The data that follows is to be given again, exactly as written.

____ DATA EXCERPTS

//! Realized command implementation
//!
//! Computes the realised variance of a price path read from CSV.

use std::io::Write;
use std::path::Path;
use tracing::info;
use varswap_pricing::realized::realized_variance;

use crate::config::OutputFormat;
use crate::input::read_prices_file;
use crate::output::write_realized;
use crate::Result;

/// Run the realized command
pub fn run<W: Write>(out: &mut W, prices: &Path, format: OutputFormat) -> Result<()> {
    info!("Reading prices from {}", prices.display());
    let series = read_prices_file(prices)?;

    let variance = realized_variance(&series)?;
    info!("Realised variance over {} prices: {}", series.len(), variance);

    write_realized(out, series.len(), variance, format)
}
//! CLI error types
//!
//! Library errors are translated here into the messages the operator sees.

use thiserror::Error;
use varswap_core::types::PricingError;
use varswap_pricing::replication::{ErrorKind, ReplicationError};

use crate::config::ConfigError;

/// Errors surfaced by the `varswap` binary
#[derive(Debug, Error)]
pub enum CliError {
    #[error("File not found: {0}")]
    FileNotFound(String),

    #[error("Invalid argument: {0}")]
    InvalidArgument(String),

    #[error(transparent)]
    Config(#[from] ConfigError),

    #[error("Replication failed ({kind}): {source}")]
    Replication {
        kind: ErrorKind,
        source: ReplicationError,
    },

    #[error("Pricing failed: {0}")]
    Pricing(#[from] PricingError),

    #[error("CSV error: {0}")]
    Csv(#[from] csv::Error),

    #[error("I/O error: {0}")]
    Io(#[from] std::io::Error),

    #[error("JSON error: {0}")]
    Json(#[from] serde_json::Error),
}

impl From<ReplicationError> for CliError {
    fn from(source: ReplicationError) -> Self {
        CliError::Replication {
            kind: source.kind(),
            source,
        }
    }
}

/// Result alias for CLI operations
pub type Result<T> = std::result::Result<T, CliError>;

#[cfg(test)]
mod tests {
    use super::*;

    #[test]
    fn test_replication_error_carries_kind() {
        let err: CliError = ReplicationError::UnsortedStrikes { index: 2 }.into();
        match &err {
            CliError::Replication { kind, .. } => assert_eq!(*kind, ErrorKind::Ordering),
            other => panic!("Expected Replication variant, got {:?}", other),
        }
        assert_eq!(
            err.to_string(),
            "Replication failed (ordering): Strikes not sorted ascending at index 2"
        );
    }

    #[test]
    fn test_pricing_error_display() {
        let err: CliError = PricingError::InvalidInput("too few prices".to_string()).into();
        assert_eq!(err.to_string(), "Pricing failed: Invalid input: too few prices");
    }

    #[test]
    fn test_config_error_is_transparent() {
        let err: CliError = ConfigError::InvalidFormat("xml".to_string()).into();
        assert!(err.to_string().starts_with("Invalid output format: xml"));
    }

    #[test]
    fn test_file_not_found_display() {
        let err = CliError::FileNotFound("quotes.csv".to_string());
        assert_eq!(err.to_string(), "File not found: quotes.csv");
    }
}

________

» SOLUTION TO THIS TASK
//! Realized command implementation
//!
//! Computes the realised variance of a price path read from CSV.

use std::io::Write;
use std::path::Path;
use tracing::info;
use varswap_pricing::realized::realized_variance;

use crate::config::OutputFormat;
use crate::input::read_prices_file;
use crate::output::write_realized;
use crate::Result;

/// Run the realized command
pub fn run<W: Write>(out: &mut W, prices: &Path, format: OutputFormat) -> Result<()> {
    info!("Reading prices from {}", prices.display());
    let series = read_prices_file(prices)?;

    let variance = realized_variance(&series)?;
    info!("Realised variance over {} prices: {}", series.len(), variance);

    write_realized(out, series.len(), variance, format)
}
//! CLI error types
//!
//! Library errors are translated here into the messages the operator sees.

use thiserror::Error;
use varswap_core::types::PricingError;
use varswap_pricing::replication::{ErrorKind, ReplicationError};

use crate::config::ConfigError;

/// Errors surfaced by the `varswap` binary
#[derive(Debug, Error)]
pub enum CliError {
    #[error("File not found: {0}")]
    FileNotFound(String),

    #[error("Invalid argument: {0}")]
    InvalidArgument(String),

    #[error(transparent)]
    Config(#[from] ConfigError),

    #[error("Replication failed ({kind}): {source}")]
    Replication {
        kind: ErrorKind,
        source: ReplicationError,
    },

    #[error("Pricing failed: {0}")]
    Pricing(#[from] PricingError),

    #[error("CSV error: {0}")]
    Csv(#[from] csv::Error),

    #[error("I/O error: {0}")]
    Io(#[from] std::io::Error),

    #[error("JSON error: {0}")]
    Json(#[from] serde_json::Error),
}

impl From<ReplicationError> for CliError {
    fn from(source: ReplicationError) -> Self {
        CliError::Replication {
            kind: source.kind(),
            source,
        }
    }
}

/// Result alias for CLI operations
pub type Result<T> = std::result::Result<T, CliError>;

#[cfg(test)]
mod tests {
    use super::*;

    #[test]
    fn test_replication_error_carries_kind() {
        let err: CliError = ReplicationError::UnsortedStrikes { index: 2 }.into();
        match &err {
            CliError::Replication { kind, .. } => assert_eq!(*kind, ErrorKind::Ordering),
            other => panic!("Expected Replication variant, got {:?}", other),
        }
        assert_eq!(
            err.to_string(),
            "Replication failed (ordering): Strikes not sorted ascending at index 2"
        );
    }

    #[test]
    fn test_pricing_error_display() {
        let err: CliError = PricingError::InvalidInput("too few prices".to_string()).into();
        assert_eq!(err.to_string(), "Pricing failed: Invalid input: too few prices");
    }

    #[test]
    fn test_config_error_is_transparent() {
        let err: CliError = ConfigError::InvalidFormat("xml".to_string()).into();
        assert!(err.to_string().starts_with("Invalid output format: xml"));
    }

    #[test]
    fn test_file_not_found_display() {
        let err = CliError::FileNotFound("quotes.csv".to_string());
        assert_eq!(err.to_string(), "File not found: quotes.csv");
    }
}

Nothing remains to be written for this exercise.